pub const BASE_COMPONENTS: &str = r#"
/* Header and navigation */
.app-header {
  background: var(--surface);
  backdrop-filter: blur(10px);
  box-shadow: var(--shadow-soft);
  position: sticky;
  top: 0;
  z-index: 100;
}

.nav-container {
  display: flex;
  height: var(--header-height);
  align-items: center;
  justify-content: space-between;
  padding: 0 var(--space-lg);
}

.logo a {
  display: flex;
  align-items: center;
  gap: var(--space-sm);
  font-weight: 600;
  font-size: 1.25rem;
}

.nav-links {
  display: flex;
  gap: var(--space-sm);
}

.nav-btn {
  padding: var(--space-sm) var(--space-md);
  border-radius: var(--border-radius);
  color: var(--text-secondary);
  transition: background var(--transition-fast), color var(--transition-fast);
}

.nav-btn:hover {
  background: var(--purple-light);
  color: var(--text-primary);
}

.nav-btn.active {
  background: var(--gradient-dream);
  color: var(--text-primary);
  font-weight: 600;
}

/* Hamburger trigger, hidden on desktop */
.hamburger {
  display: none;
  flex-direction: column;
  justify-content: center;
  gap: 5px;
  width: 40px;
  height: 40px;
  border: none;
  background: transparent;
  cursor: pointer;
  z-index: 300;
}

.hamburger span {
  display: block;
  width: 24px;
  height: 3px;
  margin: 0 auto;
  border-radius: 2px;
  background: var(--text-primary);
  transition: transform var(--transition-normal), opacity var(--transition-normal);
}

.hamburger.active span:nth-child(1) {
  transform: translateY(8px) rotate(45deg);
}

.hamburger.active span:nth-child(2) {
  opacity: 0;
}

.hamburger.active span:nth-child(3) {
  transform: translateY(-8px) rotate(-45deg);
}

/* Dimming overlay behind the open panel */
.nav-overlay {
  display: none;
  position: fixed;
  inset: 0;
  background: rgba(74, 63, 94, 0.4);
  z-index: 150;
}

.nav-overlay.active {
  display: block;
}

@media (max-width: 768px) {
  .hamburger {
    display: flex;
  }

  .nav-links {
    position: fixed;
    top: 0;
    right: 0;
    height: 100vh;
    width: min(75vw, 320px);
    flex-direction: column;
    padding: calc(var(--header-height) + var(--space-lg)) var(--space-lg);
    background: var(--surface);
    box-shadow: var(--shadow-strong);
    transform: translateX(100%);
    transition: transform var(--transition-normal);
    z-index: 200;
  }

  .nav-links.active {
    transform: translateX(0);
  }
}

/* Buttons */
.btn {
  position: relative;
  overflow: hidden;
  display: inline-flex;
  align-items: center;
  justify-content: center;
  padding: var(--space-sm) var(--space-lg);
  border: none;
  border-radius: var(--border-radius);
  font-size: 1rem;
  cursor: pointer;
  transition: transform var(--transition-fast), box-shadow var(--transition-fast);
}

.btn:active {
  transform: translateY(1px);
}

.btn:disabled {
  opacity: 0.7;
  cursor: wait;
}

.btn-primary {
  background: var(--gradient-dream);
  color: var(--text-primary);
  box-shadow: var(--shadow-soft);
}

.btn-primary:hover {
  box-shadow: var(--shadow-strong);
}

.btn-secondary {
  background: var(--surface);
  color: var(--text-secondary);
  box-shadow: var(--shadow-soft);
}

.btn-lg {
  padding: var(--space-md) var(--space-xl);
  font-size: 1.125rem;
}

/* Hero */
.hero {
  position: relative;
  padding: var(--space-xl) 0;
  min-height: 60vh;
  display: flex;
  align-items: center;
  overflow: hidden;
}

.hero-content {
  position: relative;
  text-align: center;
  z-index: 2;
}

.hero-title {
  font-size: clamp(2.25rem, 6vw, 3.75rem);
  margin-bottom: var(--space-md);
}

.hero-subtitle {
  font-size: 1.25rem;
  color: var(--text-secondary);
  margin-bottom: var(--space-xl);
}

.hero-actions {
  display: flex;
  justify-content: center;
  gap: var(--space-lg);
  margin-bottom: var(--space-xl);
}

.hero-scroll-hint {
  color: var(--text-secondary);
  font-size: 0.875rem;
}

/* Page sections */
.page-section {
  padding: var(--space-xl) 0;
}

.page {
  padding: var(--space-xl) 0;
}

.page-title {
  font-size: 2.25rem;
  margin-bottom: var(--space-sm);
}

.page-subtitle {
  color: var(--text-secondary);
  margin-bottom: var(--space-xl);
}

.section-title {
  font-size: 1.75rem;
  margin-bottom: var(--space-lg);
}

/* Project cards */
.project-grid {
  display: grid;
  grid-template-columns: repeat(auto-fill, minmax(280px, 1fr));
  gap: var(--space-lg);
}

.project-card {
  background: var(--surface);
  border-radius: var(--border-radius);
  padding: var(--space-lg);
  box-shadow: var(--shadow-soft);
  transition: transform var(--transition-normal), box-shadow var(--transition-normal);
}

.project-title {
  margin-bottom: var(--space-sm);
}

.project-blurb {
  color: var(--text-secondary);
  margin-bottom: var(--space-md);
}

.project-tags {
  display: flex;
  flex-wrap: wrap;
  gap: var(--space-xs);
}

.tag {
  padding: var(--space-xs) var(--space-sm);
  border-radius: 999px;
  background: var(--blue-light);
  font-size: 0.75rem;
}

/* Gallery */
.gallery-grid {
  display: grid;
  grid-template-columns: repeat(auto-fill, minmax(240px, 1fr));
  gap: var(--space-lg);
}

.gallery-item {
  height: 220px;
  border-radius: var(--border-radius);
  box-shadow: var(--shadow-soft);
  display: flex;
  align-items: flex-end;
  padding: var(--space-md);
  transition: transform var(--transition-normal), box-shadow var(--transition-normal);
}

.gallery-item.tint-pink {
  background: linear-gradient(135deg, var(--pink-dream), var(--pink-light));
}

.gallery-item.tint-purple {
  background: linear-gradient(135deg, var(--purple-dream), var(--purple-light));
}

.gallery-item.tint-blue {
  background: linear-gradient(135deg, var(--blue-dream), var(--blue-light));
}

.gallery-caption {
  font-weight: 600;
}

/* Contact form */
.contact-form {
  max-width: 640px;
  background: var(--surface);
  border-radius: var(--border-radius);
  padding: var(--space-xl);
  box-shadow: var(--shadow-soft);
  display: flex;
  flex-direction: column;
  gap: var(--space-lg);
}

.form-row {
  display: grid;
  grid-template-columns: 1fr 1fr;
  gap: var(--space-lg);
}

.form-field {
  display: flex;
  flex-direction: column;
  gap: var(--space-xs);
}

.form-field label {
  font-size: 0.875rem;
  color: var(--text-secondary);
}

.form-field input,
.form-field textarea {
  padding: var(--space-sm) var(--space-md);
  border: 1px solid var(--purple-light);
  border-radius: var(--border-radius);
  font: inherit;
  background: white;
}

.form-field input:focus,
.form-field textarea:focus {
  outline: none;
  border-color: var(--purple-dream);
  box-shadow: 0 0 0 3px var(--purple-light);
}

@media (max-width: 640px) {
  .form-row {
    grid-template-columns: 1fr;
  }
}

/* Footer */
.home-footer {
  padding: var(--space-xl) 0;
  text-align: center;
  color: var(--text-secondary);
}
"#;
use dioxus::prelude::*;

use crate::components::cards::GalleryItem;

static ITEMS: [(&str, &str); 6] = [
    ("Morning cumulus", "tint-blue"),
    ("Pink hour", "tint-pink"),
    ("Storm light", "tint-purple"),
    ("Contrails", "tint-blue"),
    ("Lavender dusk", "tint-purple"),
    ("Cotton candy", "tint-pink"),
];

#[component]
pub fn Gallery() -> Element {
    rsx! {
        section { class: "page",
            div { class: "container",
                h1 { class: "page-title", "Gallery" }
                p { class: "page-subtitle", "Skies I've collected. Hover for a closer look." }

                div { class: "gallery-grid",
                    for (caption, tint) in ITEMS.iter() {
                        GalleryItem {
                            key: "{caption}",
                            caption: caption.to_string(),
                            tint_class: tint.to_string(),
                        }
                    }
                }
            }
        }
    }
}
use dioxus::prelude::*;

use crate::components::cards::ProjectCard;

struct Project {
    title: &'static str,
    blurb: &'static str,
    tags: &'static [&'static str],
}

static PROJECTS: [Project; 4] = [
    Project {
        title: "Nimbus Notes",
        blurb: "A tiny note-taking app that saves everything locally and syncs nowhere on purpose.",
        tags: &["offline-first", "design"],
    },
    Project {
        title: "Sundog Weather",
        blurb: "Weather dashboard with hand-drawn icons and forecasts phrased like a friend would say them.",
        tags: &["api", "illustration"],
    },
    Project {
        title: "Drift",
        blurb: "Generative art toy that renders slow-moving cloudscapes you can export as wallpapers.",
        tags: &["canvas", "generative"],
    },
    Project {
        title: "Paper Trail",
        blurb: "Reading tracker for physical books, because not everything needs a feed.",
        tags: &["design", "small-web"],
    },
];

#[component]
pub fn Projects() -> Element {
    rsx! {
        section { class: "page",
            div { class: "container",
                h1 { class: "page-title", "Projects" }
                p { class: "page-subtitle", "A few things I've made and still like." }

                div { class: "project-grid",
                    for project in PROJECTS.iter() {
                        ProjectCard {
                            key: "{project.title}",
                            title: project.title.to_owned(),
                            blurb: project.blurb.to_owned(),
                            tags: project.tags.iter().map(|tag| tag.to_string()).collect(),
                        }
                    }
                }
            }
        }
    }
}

WORK INSTRUCTIONS: Please give the number of lines in the listing that hold "template", and no other text.

ANSWER TO THIS TASK: 4